> **TASK DETAILS**
Copy out all lines bearing the word "Result" from the listing below.

....................

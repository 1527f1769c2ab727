//! Logging configuration and initialization
//!
//! Every Bookshelf binary initializes `tracing` through [`init_logging`]. Output
//! can go to the console, a daily-rotated file, or both, as text or JSON.
//!
//! Use the structured macros (`info!`, `warn!`, ...) with fields rather than
//! `println!`:
//!
//! ```rust,ignore
//! info!(book_id = %book.id, title = %book.title, "Book created");
//! ```
//!
//! # Example
//!
//! ```no_run
//! use bookshelf_common::logging::{init_logging, LogConfig};
//!
//! fn main() -> anyhow::Result<()> {
//!     let config = LogConfig::from_env()?;
//!     init_logging(&config)?;
//!     Ok(())
//! }
//! ```

use anyhow::{Context, Result};
use serde::{Deserialize, Serialize};
use std::path::PathBuf;
use tracing::Level;
use tracing_subscriber::{
    fmt::{self, format::FmtSpan},
    layer::SubscriberExt,
    util::SubscriberInitExt,
    EnvFilter, Layer, Registry,
};

/// Minimum level that reaches the output
#[derive(Debug, Clone, Copy, PartialEq, Eq, Serialize, Deserialize, Default)]
#[serde(rename_all = "lowercase")]
pub enum LogLevel {
    Trace,
    Debug,
    #[default]
    Info,
    Warn,
    Error,
}

impl LogLevel {
    pub fn to_tracing_level(self) -> Level {
        match self {
            LogLevel::Trace => Level::TRACE,
            LogLevel::Debug => Level::DEBUG,
            LogLevel::Info => Level::INFO,
            LogLevel::Warn => Level::WARN,
            LogLevel::Error => Level::ERROR,
        }
    }
}

impl std::str::FromStr for LogLevel {
    type Err = anyhow::Error;

    fn from_str(s: &str) -> std::result::Result<Self, Self::Err> {
        match s.to_lowercase().as_str() {
            "trace" => Ok(LogLevel::Trace),
            "debug" => Ok(LogLevel::Debug),
            "info" => Ok(LogLevel::Info),
            "warn" | "warning" => Ok(LogLevel::Warn),
            "error" => Ok(LogLevel::Error),
            _ => Err(anyhow::anyhow!("Invalid log level: {}", s)),
        }
    }
}

/// Where log lines are written
#[derive(Debug, Clone, Copy, PartialEq, Eq, Serialize, Deserialize, Default)]
#[serde(rename_all = "lowercase")]
pub enum LogOutput {
    #[default]
    Console,
    File,
    Both,
}

impl LogOutput {
    fn console(self) -> bool {
        matches!(self, LogOutput::Console | LogOutput::Both)
    }

    fn file(self) -> bool {
        matches!(self, LogOutput::File | LogOutput::Both)
    }
}

impl std::str::FromStr for LogOutput {
    type Err = anyhow::Error;

    fn from_str(s: &str) -> std::result::Result<Self, Self::Err> {
        match s.to_lowercase().as_str() {
            "console" | "stdout" => Ok(LogOutput::Console),
            "file" => Ok(LogOutput::File),
            "both" | "all" => Ok(LogOutput::Both),
            _ => Err(anyhow::anyhow!("Invalid log output: {}", s)),
        }
    }
}

/// Line format
#[derive(Debug, Clone, Copy, PartialEq, Eq, Serialize, Deserialize, Default)]
#[serde(rename_all = "lowercase")]
pub enum LogFormat {
    #[default]
    Text,
    Json,
}

impl std::str::FromStr for LogFormat {
    type Err = anyhow::Error;

    fn from_str(s: &str) -> std::result::Result<Self, Self::Err> {
        match s.to_lowercase().as_str() {
            "text" | "pretty" => Ok(LogFormat::Text),
            "json" => Ok(LogFormat::Json),
            _ => Err(anyhow::anyhow!("Invalid log format: {}", s)),
        }
    }
}

/// Logging configuration
#[derive(Debug, Clone, Serialize, Deserialize)]
pub struct LogConfig {
    pub level: LogLevel,
    pub output: LogOutput,
    pub format: LogFormat,
    /// Directory for rolled log files (file output only)
    pub log_dir: PathBuf,
    /// File name prefix, e.g. "bookshelf-server" -> "bookshelf-server.2025-01-18"
    pub log_file_prefix: String,
    /// Extra per-module directives, e.g. "sqlx=warn,tower_http=debug"
    pub filter_directives: Option<String>,
    pub include_location: bool,
    pub include_thread_ids: bool,
    pub include_targets: bool,
}

impl Default for LogConfig {
    fn default() -> Self {
        Self {
            level: LogLevel::Info,
            output: LogOutput::Console,
            format: LogFormat::Text,
            log_dir: PathBuf::from("./logs"),
            log_file_prefix: "bookshelf".to_string(),
            filter_directives: None,
            include_location: false,
            include_thread_ids: false,
            include_targets: true,
        }
    }
}

impl LogConfig {
    /// Load configuration from `LOG_*` environment variables on top of `self`.
    ///
    /// Recognized: `LOG_LEVEL`, `LOG_OUTPUT`, `LOG_FORMAT`, `LOG_DIR`,
    /// `LOG_FILE_PREFIX`, `LOG_FILTER`, `LOG_INCLUDE_LOCATION`,
    /// `LOG_INCLUDE_THREAD_IDS`, `LOG_INCLUDE_TARGETS`.
    pub fn with_env_overrides(mut self) -> Result<Self> {
        if let Ok(level) = std::env::var("LOG_LEVEL") {
            self.level = level.parse()?;
        }
        if let Ok(output) = std::env::var("LOG_OUTPUT") {
            self.output = output.parse()?;
        }
        if let Ok(format) = std::env::var("LOG_FORMAT") {
            self.format = format.parse()?;
        }
        if let Ok(dir) = std::env::var("LOG_DIR") {
            self.log_dir = PathBuf::from(dir);
        }
        if let Ok(prefix) = std::env::var("LOG_FILE_PREFIX") {
            self.log_file_prefix = prefix;
        }
        if let Ok(filter) = std::env::var("LOG_FILTER") {
            self.filter_directives = Some(filter);
        }
        if let Ok(val) = std::env::var("LOG_INCLUDE_LOCATION") {
            self.include_location = val
                .trim()
                .parse()
                .with_context(|| format!("Invalid LOG_INCLUDE_LOCATION: {}", val))?;
        }
        if let Ok(val) = std::env::var("LOG_INCLUDE_THREAD_IDS") {
            self.include_thread_ids = val
                .trim()
                .parse()
                .with_context(|| format!("Invalid LOG_INCLUDE_THREAD_IDS: {}", val))?;
        }
        if let Ok(val) = std::env::var("LOG_INCLUDE_TARGETS") {
            self.include_targets = val
                .trim()
                .parse()
                .with_context(|| format!("Invalid LOG_INCLUDE_TARGETS: {}", val))?;
        }
        Ok(self)
    }

    /// Defaults plus environment overrides
    pub fn from_env() -> Result<Self> {
        Self::default().with_env_overrides()
    }

    pub fn builder() -> LogConfigBuilder {
        LogConfigBuilder::default()
    }

    fn env_filter(&self) -> Result<EnvFilter> {
        let mut filter =
            EnvFilter::from_default_env().add_directive(self.level.to_tracing_level().into());

        if let Some(ref directives) = self.filter_directives {
            for directive in directives.split(',').filter(|d| !d.trim().is_empty()) {
                filter = filter.add_directive(
                    directive
                        .trim()
                        .parse()
                        .with_context(|| format!("Failed to parse filter directive '{}'", directive))?,
                );
            }
        }

        Ok(filter)
    }
}

/// Fluent builder for [`LogConfig`]
#[derive(Default)]
pub struct LogConfigBuilder {
    config: LogConfig,
}

impl LogConfigBuilder {
    pub fn level(mut self, level: LogLevel) -> Self {
        self.config.level = level;
        self
    }

    pub fn output(mut self, output: LogOutput) -> Self {
        self.config.output = output;
        self
    }

    pub fn format(mut self, format: LogFormat) -> Self {
        self.config.format = format;
        self
    }

    pub fn log_dir(mut self, dir: impl Into<PathBuf>) -> Self {
        self.config.log_dir = dir.into();
        self
    }

    pub fn log_file_prefix(mut self, prefix: impl Into<String>) -> Self {
        self.config.log_file_prefix = prefix.into();
        self
    }

    pub fn filter_directives(mut self, filter: impl Into<String>) -> Self {
        self.config.filter_directives = Some(filter.into());
        self
    }

    pub fn build(self) -> LogConfig {
        self.config
    }
}

type BoxedLayer = Box<dyn Layer<Registry> + Send + Sync>;

fn fmt_layer<W>(config: &LogConfig, writer: W, ansi: bool) -> BoxedLayer
where
    W: for<'w> fmt::MakeWriter<'w> + Send + Sync + 'static,
{
    let layer = fmt::layer()
        .with_writer(writer)
        .with_ansi(ansi)
        .with_target(config.include_targets)
        .with_thread_ids(config.include_thread_ids)
        .with_file(config.include_location)
        .with_line_number(config.include_location)
        .with_span_events(FmtSpan::CLOSE);

    match config.format {
        LogFormat::Text => layer.boxed(),
        LogFormat::Json => layer.json().boxed(),
    }
}

/// Install the global subscriber. Call once, at startup.
pub fn init_logging(config: &LogConfig) -> Result<()> {
    let filter = config.env_filter()?;
    let mut layers: Vec<BoxedLayer> = Vec::new();

    if config.output.console() {
        layers.push(fmt_layer(config, std::io::stdout, true));
    }

    if config.output.file() {
        std::fs::create_dir_all(&config.log_dir).context("Failed to create log directory")?;
        let appender = tracing_appender::rolling::daily(&config.log_dir, &config.log_file_prefix);
        let (non_blocking, guard) = tracing_appender::non_blocking(appender);
        // The guard flushes on drop; the process owns the subscriber until exit.
        std::mem::forget(guard);
        layers.push(fmt_layer(config, non_blocking, false));
    }

    tracing_subscriber::registry()
        .with(layers)
        .with(filter)
        .try_init()
        .context("Failed to install tracing subscriber")?;

    Ok(())
}

#[cfg(test)]
mod tests {
    use super::*;

    #[test]
    fn test_parse_levels_outputs_formats() {
        assert_eq!("WARNING".parse::<LogLevel>().unwrap(), LogLevel::Warn);
        assert_eq!("stdout".parse::<LogOutput>().unwrap(), LogOutput::Console);
        assert_eq!("pretty".parse::<LogFormat>().unwrap(), LogFormat::Text);
        assert!("loud".parse::<LogLevel>().is_err());
    }

    #[test]
    fn test_builder_overrides_defaults() {
        let config = LogConfig::builder()
            .level(LogLevel::Debug)
            .output(LogOutput::Both)
            .format(LogFormat::Json)
            .log_file_prefix("bookshelf-server")
            .filter_directives("sqlx=warn")
            .build();

        assert_eq!(config.level, LogLevel::Debug);
        assert!(config.output.console());
        assert!(config.output.file());
        assert_eq!(config.log_file_prefix, "bookshelf-server");
        assert!(config.include_targets);
    }

    #[test]
    fn test_bad_filter_directive_is_reported() {
        let config = LogConfig::builder().filter_directives("sqlx=shouty").build();
        assert!(config.env_filter().is_err());
    }

    #[test]
    fn test_file_output_creates_log_dir() {
        let dir = tempfile::tempdir().unwrap();
        let log_dir = dir.path().join("nested");
        let config = LogConfig::builder()
            .output(LogOutput::File)
            .log_dir(&log_dir)
            .build();

        // A second global init in the same process fails, but the directory
        // is created before the subscriber is installed.
        let _ = init_logging(&config);
        assert!(log_dir.exists());
    }
}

....................

> **WRITTEN REPLY**
//! fn main() -> anyhow::Result<()> {
use anyhow::{Context, Result};
    fn from_str(s: &str) -> std::result::Result<Self, Self::Err> {
    fn from_str(s: &str) -> std::result::Result<Self, Self::Err> {
    fn from_str(s: &str) -> std::result::Result<Self, Self::Err> {
    pub fn with_env_overrides(mut self) -> Result<Self> {
    pub fn from_env() -> Result<Self> {
    fn env_filter(&self) -> Result<EnvFilter> {
pub fn init_logging(config: &LogConfig) -> Result<()> {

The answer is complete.